■ Prompt ■
Repeat the entries exactly as they stand.
--- Input material Enclosed Below ---
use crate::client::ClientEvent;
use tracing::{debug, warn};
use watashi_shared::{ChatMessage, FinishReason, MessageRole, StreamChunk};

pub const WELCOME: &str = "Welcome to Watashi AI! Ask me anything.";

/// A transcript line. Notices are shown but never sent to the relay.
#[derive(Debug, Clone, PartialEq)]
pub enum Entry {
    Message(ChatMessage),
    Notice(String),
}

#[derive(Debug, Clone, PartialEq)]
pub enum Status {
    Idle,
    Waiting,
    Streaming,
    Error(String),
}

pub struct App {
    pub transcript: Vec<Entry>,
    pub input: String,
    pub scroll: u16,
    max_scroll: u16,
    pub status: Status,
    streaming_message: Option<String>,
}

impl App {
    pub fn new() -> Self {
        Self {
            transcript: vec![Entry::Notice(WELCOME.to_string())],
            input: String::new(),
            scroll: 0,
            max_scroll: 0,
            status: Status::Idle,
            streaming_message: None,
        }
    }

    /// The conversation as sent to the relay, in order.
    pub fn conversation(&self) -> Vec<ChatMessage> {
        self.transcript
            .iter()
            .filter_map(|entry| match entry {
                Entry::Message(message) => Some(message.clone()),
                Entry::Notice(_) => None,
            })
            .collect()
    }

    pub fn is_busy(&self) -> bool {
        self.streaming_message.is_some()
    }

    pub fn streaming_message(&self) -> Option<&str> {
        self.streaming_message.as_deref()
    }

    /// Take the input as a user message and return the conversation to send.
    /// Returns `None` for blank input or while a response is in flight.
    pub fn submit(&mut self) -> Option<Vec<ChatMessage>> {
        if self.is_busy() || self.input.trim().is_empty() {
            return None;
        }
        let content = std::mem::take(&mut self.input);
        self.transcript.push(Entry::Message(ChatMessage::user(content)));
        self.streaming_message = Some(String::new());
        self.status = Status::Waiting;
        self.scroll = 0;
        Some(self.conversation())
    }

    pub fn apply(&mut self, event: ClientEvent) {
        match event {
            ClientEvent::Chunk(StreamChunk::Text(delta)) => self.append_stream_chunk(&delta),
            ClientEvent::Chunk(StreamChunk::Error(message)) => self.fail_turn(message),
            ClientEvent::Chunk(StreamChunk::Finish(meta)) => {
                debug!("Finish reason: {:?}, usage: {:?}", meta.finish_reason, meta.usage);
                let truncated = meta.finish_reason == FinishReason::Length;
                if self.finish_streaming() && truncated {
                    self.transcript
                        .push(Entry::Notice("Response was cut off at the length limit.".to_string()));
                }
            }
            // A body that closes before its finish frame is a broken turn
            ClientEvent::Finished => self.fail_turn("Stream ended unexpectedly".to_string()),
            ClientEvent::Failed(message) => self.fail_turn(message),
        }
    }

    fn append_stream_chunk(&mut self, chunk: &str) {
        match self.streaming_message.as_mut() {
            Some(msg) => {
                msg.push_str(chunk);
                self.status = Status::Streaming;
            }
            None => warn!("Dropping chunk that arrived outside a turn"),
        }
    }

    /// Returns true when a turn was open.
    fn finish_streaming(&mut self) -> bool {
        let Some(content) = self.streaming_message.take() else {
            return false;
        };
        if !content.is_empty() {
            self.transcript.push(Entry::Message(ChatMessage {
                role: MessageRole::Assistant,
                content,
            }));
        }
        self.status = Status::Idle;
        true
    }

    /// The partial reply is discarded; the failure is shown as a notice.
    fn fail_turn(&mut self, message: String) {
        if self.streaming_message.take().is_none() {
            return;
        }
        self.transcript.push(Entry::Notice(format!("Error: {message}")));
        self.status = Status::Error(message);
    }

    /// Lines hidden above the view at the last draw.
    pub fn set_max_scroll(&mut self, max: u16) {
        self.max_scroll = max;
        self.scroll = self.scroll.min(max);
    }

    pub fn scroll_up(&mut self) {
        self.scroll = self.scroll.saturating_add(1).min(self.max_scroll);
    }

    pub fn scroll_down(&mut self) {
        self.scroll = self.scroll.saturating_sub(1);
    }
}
--- End of Enclosed Input material ---
■ Finished task ■
use crate::client::ClientEvent;
use tracing::{debug, warn};
use watashi_shared::{ChatMessage, FinishReason, MessageRole, StreamChunk};

pub const WELCOME: &str = "Welcome to Watashi AI! Ask me anything.";

/// A transcript line. Notices are shown but never sent to the relay.
#[derive(Debug, Clone, PartialEq)]
pub enum Entry {
    Message(ChatMessage),
    Notice(String),
}

#[derive(Debug, Clone, PartialEq)]
pub enum Status {
    Idle,
    Waiting,
    Streaming,
    Error(String),
}

pub struct App {
    pub transcript: Vec<Entry>,
    pub input: String,
    pub scroll: u16,
    max_scroll: u16,
    pub status: Status,
    streaming_message: Option<String>,
}

impl App {
    pub fn new() -> Self {
        Self {
            transcript: vec![Entry::Notice(WELCOME.to_string())],
            input: String::new(),
            scroll: 0,
            max_scroll: 0,
            status: Status::Idle,
            streaming_message: None,
        }
    }

    /// The conversation as sent to the relay, in order.
    pub fn conversation(&self) -> Vec<ChatMessage> {
        self.transcript
            .iter()
            .filter_map(|entry| match entry {
                Entry::Message(message) => Some(message.clone()),
                Entry::Notice(_) => None,
            })
            .collect()
    }

    pub fn is_busy(&self) -> bool {
        self.streaming_message.is_some()
    }

    pub fn streaming_message(&self) -> Option<&str> {
        self.streaming_message.as_deref()
    }

    /// Take the input as a user message and return the conversation to send.
    /// Returns `None` for blank input or while a response is in flight.
    pub fn submit(&mut self) -> Option<Vec<ChatMessage>> {
        if self.is_busy() || self.input.trim().is_empty() {
            return None;
        }
        let content = std::mem::take(&mut self.input);
        self.transcript.push(Entry::Message(ChatMessage::user(content)));
        self.streaming_message = Some(String::new());
        self.status = Status::Waiting;
        self.scroll = 0;
        Some(self.conversation())
    }

    pub fn apply(&mut self, event: ClientEvent) {
        match event {
            ClientEvent::Chunk(StreamChunk::Text(delta)) => self.append_stream_chunk(&delta),
            ClientEvent::Chunk(StreamChunk::Error(message)) => self.fail_turn(message),
            ClientEvent::Chunk(StreamChunk::Finish(meta)) => {
                debug!("Finish reason: {:?}, usage: {:?}", meta.finish_reason, meta.usage);
                let truncated = meta.finish_reason == FinishReason::Length;
                if self.finish_streaming() && truncated {
                    self.transcript
                        .push(Entry::Notice("Response was cut off at the length limit.".to_string()));
                }
            }
            // A body that closes before its finish frame is a broken turn
            ClientEvent::Finished => self.fail_turn("Stream ended unexpectedly".to_string()),
            ClientEvent::Failed(message) => self.fail_turn(message),
        }
    }

    fn append_stream_chunk(&mut self, chunk: &str) {
        match self.streaming_message.as_mut() {
            Some(msg) => {
                msg.push_str(chunk);
                self.status = Status::Streaming;
            }
            None => warn!("Dropping chunk that arrived outside a turn"),
        }
    }

    /// Returns true when a turn was open.
    fn finish_streaming(&mut self) -> bool {
        let Some(content) = self.streaming_message.take() else {
            return false;
        };
        if !content.is_empty() {
            self.transcript.push(Entry::Message(ChatMessage {
                role: MessageRole::Assistant,
                content,
            }));
        }
        self.status = Status::Idle;
        true
    }

    /// The partial reply is discarded; the failure is shown as a notice.
    fn fail_turn(&mut self, message: String) {
        if self.streaming_message.take().is_none() {
            return;
        }
        self.transcript.push(Entry::Notice(format!("Error: {message}")));
        self.status = Status::Error(message);
    }

    /// Lines hidden above the view at the last draw.
    pub fn set_max_scroll(&mut self, max: u16) {
        self.max_scroll = max;
        self.scroll = self.scroll.min(max);
    }

    pub fn scroll_up(&mut self) {
        self.scroll = self.scroll.saturating_add(1).min(self.max_scroll);
    }

    pub fn scroll_down(&mut self) {
        self.scroll = self.scroll.saturating_sub(1);
    }
}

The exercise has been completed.